Centrodestra, Matteoli: «Solo unito può essere competitivo»

Prove tecniche di unità nel centrodestra in vista delle prossime elezioni politiche «A noi delle larghe intese non può fregare niente. A questo tavolo tutti pensiamo che solo un centrodestra unito  e convinto può essere competitivo per tornare al governo del Paese. E i cittadini con il voto alle amministrative ci confermano che siamo  nel giusto». Lo ha detto Altero Matteoli , partecipando al  convegno sulla flat tax organizzato dalla Fondazione della libertà e da Magna Carta. All’incontro hanno partecipato diversi esponenti del centrodestra. 

Quagliariello: «Unità innanzi tutto sui programmi» 

Gaetano Quagliariello. «L’unità o la divisione del centrodestra  si misurano sui programmi, non altro, a cominciare da tasse, debito  pubblico, lavoro, che sono i principali fallimenti di questo governo e sui quali occorre avere una risposta credibile».  «Una volta risolto  questo – ha aggiunto Quagliariello- e data un’anima all’unità, ci sono soluzioni sulla legge elettorale che possono tenere insieme coalizione e identità.
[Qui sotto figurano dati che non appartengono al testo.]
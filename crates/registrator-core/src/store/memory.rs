// # Memory Record Store
//
// In-memory implementation of RecordStore.
//
// ## Purpose
//
// Holds zones in process memory with the same matching and rejection rules
// as a hosted provider:
//
// - Names match regardless of the trailing dot
// - Creating a set whose (name, set identifier) already exists is rejected
// - Deleting a set that does not exist is rejected
//
// ## When to Use
//
// - Testing environments
// - Local trials of a classifier convention without touching a real zone

use async_trait::async_trait;
use std::collections::HashMap;
use std::sync::Arc;
use std::sync::atomic::{AtomicU64, Ordering};
use tokio::sync::RwLock;

use crate::Error;
use crate::config::RecordConfig;
use crate::traits::{
    ChangeAck, ChangeAction, RecordStore, RegistrationTarget, ResourceRecordSet, names_match,
};

/// In-memory record store implementation
///
/// Zones are keyed by zone id; each holds a flat list of record sets.
///
/// # Example
///
/// ```rust,no_run
/// use registrator_core::store::MemoryRecordStore;
/// use registrator_core::traits::{ChangeAction, RecordStore, RegistrationTarget};
///
/// #[tokio::main]
/// async fn main() -> Result<(), Box<dyn std::error::Error>> {
///     let store = MemoryRecordStore::new();
///     let target = RegistrationTarget::new("web.service.discovery", "10.0.0.5");
///
///     store.apply("Z1", ChangeAction::Create, &target).await?;
///     assert!(store.find_by_name_and_value("Z1", "web.service.discovery", "10.0.0.5").await?);
///
///     Ok(())
/// }
/// ```
#[derive(Debug, Clone)]
pub struct MemoryRecordStore {
    zones: Arc<RwLock<HashMap<String, Vec<ResourceRecordSet>>>>,
    record: RecordConfig,
    change_counter: Arc<AtomicU64>,
}

impl MemoryRecordStore {
    /// Create a new empty store writing default-shaped record sets
    pub fn new() -> Self {
        Self::with_record_config(RecordConfig::default())
    }

    /// Create a new empty store writing record sets shaped by `record`
    pub fn with_record_config(record: RecordConfig) -> Self {
        Self {
            zones: Arc::new(RwLock::new(HashMap::new())),
            record,
            change_counter: Arc::new(AtomicU64::new(0)),
        }
    }

    /// Seed a record set directly, bypassing change validation
    pub async fn insert(&self, zone_id: &str, set: ResourceRecordSet) {
        let mut guard = self.zones.write().await;
        guard.entry(zone_id.to_string()).or_default().push(set);
    }

    /// All record sets in a zone
    pub async fn records(&self, zone_id: &str) -> Vec<ResourceRecordSet> {
        let guard = self.zones.read().await;
        guard.get(zone_id).cloned().unwrap_or_default()
    }

    /// Number of record sets in a zone
    pub async fn len(&self, zone_id: &str) -> usize {
        let guard = self.zones.read().await;
        guard.get(zone_id).map(Vec::len).unwrap_or(0)
    }

    /// Check if a zone holds no record sets
    pub async fn is_empty(&self, zone_id: &str) -> bool {
        self.len(zone_id).await == 0
    }

    fn next_ack(&self) -> ChangeAck {
        let n = self.change_counter.fetch_add(1, Ordering::SeqCst) + 1;
        ChangeAck {
            id: format!("/change/MEMORY{n:08}"),
            status: "INSYNC".to_string(),
        }
    }
}

impl Default for MemoryRecordStore {
    fn default() -> Self {
        Self::new()
    }
}

fn same_set(a: &ResourceRecordSet, b: &ResourceRecordSet) -> bool {
    names_match(&a.name, &b.name) && a.set_identifier == b.set_identifier
}

#[async_trait]
impl RecordStore for MemoryRecordStore {
    async fn find_by_name(
        &self,
        zone_id: &str,
        name: &str,
    ) -> Result<Vec<ResourceRecordSet>, Error> {
        let guard = self.zones.read().await;
        Ok(guard
            .get(zone_id)
            .map(|sets| {
                sets.iter()
                    .filter(|set| names_match(&set.name, name))
                    .cloned()
                    .collect()
            })
            .unwrap_or_default())
    }

    async fn apply(
        &self,
        zone_id: &str,
        action: ChangeAction,
        target: &RegistrationTarget,
    ) -> Result<ChangeAck, Error> {
        let set = ResourceRecordSet::for_target(target, &self.record);
        let mut guard = self.zones.write().await;
        let sets = guard.entry(zone_id.to_string()).or_default();

        match action {
            ChangeAction::Create => {
                if sets.iter().any(|existing| same_set(existing, &set)) {
                    return Err(Error::provider(
                        "InvalidChangeBatch",
                        format!(
                            "Tried to create resource record set {} type {}, but it already exists",
                            set.name, set.record_type
                        ),
                    ));
                }
                sets.push(set);
            }
            ChangeAction::Delete => {
                let Some(index) = sets
                    .iter()
                    .position(|existing| same_set(existing, &set) && existing.value == set.value)
                else {
                    return Err(Error::provider(
                        "InvalidChangeBatch",
                        format!(
                            "Tried to delete resource record set {} type {}, but it was not found",
                            set.name, set.record_type
                        ),
                    ));
                };
                sets.remove(index);
            }
        }

        Ok(self.next_ack())
    }

    fn provider_name(&self) -> &'static str {
        "memory"
    }
}

#[cfg(test)]
mod tests {
    use super::*;
    use crate::traits::RecordType;
    use tokio_test::assert_ok;

    #[tokio::test]
    async fn create_then_query_round_trip() {
        let store = MemoryRecordStore::new();
        let target = RegistrationTarget::new("svc.example.com", "10.0.0.1");

        assert!(store.is_empty("Z1").await);
        assert_ok!(store.apply("Z1", ChangeAction::Create, &target).await);
        assert!(assert_ok!(
            store.find_by_name_and_value("Z1", "svc.example.com", "10.0.0.1").await
        ));

        assert_ok!(store.apply("Z1", ChangeAction::Delete, &target).await);
        assert!(!assert_ok!(
            store.find_by_name_and_value("Z1", "svc.example.com", "10.0.0.1").await
        ));
        assert!(store.is_empty("Z1").await);
    }

    #[tokio::test]
    async fn find_by_name_ignores_trailing_dot() {
        let store = MemoryRecordStore::new();
        store
            .insert(
                "Z1",
                ResourceRecordSet {
                    name: "svc.example.com.".to_string(),
                    record_type: RecordType::A,
                    value: "10.0.0.1".to_string(),
                    set_identifier: Some("10.0.0.1".to_string()),
                    weight: Some(50),
                    ttl: Some(5),
                },
            )
            .await;

        assert_eq!(store.find_by_name("Z1", "svc.example.com").await.unwrap().len(), 1);
        assert_eq!(store.find_by_name("Z1", "svc.example.com.").await.unwrap().len(), 1);
        assert!(store.find_by_name("Z1", "other.example.com").await.unwrap().is_empty());
        assert!(store.find_by_name("Z2", "svc.example.com").await.unwrap().is_empty());
    }

    #[tokio::test]
    async fn value_match_is_exact() {
        let store = MemoryRecordStore::new();
        let target = RegistrationTarget::new("svc.example.com", "10.0.0.1");
        store.apply("Z1", ChangeAction::Create, &target).await.unwrap();

        assert!(!store
            .find_by_name_and_value("Z1", "svc.example.com", "10.0.0.2")
            .await
            .unwrap());
    }

    #[tokio::test]
    async fn hosts_coexist_under_one_name() {
        let store = MemoryRecordStore::new();
        let a = RegistrationTarget::new("svc.example.com", "10.0.0.1");
        let b = RegistrationTarget::new("svc.example.com", "10.0.0.2");

        store.apply("Z1", ChangeAction::Create, &a).await.unwrap();
        store.apply("Z1", ChangeAction::Create, &b).await.unwrap();

        assert_eq!(store.find_by_name("Z1", "svc.example.com").await.unwrap().len(), 2);
    }

    #[tokio::test]
    async fn written_sets_follow_record_config() {
        let store = MemoryRecordStore::with_record_config(RecordConfig {
            ttl: 60,
            weight: 10,
            ..RecordConfig::default()
        });
        let target = RegistrationTarget::new("svc.example.com", "10.0.0.1");

        store.apply("Z1", ChangeAction::Create, &target).await.unwrap();

        let records = store.records("Z1").await;
        assert_eq!(records.len(), 1);
        assert_eq!(records[0].name, "svc.example.com.");
        assert_eq!(records[0].record_type, RecordType::A);
        assert_eq!(records[0].set_identifier.as_deref(), Some("10.0.0.1"));
        assert_eq!(records[0].weight, Some(10));
        assert_eq!(records[0].ttl, Some(60));
        assert!(store.records("Z2").await.is_empty());
    }

    #[tokio::test]
    async fn duplicate_create_and_missing_delete_are_provider_errors() {
        let store = MemoryRecordStore::new();
        let target = RegistrationTarget::new("svc.example.com", "10.0.0.1");

        store.apply("Z1", ChangeAction::Create, &target).await.unwrap();
        let err = store
            .apply("Z1", ChangeAction::Create, &target)
            .await
            .unwrap_err();
        assert!(err.is_provider_error());

        let other = RegistrationTarget::new("svc.example.com", "10.0.0.9");
        let err = store
            .apply("Z1", ChangeAction::Delete, &other)
            .await
            .unwrap_err();
        assert!(err.is_provider_error());
    }

    #[tokio::test]
    async fn change_ids_are_unique() {
        let store = MemoryRecordStore::new();
        let a = store
            .apply("Z1", ChangeAction::Create, &RegistrationTarget::new("a.example.com", "h1"))
            .await
            .unwrap();
        let b = store
            .apply("Z1", ChangeAction::Create, &RegistrationTarget::new("b.example.com", "h1"))
            .await
            .unwrap();
        assert_ne!(a.id, b.id);
    }
}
La struttura sono i programmi, la sovrastruttura è la legge elettorale».

Toti: «Rimbocchiamoci le maniche per imprese e cittadini»

Giovanni Toti è intervenuto al convegno in collegamento telefonico. «Non sono potuto venire perché in Liguria governiamo con un voto solo in più ma evidentemente governiamo bene visti i consensi che gli elettori ci hanno dato domenica scorsa». «Se in questo Paese -ha affermato- c’è una tragica mancanza di  aspettative verso il futuro e la politica, che ha alimentato  l’antipolitica, un segnale in controtendenza c’è stato alle ultime  elezioni comunali, dove centrodestra e centrosinistra hanno avuto il  coraggio di confrontarsi, schiacciando l’antipolitica più  isolazionista, quella che rifiuta ogni accordo parlamentare, politico, sociale». Per Toti «questo refolo di ritorno alla dialettica dell’alternanza tra grandi formazioni politiche con cultura di governo va colto fino in  fondo, per dare aspettative a imprese e cittadini. Rimbocchiamoci le  maniche -ha concluso- il Paese ha bisogno di una nuova offerta politica, all’altezza dei 23 anni della storia del centrodestra».

Fitto: «Serve il maggioritario»

Raffaele Fitto. «Siamo pronti a un lavoro comune nel  centrodestra per una legge elettorale aggregante, maggioritaria, che  aiuti la prospettiva di un centrodestra unito e alternativo a Pd-M5S,  e allontani divisioni o peggio unità di facciata destinate ad essere  smentite un minuto dopo il voto, alle spalle degli elettori.  Dall’altro, con gli stessi obiettivi, siamo pronti a contribuire per  la scrittura di un programma coraggioso, a partire dalla necessaria  rinegoziazione di tutte le regole Ue e da unascossa sul terreno fiscale».

Giorgetti: «Anche la Lega ha diritto a presentare candidati leader»

Giancarlo Giorgetti. Per la definizione della leadership nel  centrodestra «noi siamo sempre stati a favore delle primarie. Altri sistemi non ve ne sono. D’altronde, abbiamo abbiamo dei consensi  almeno pari a quelli di Forza Italia: abbiamo anche noi il diritto di presentare dei candidati».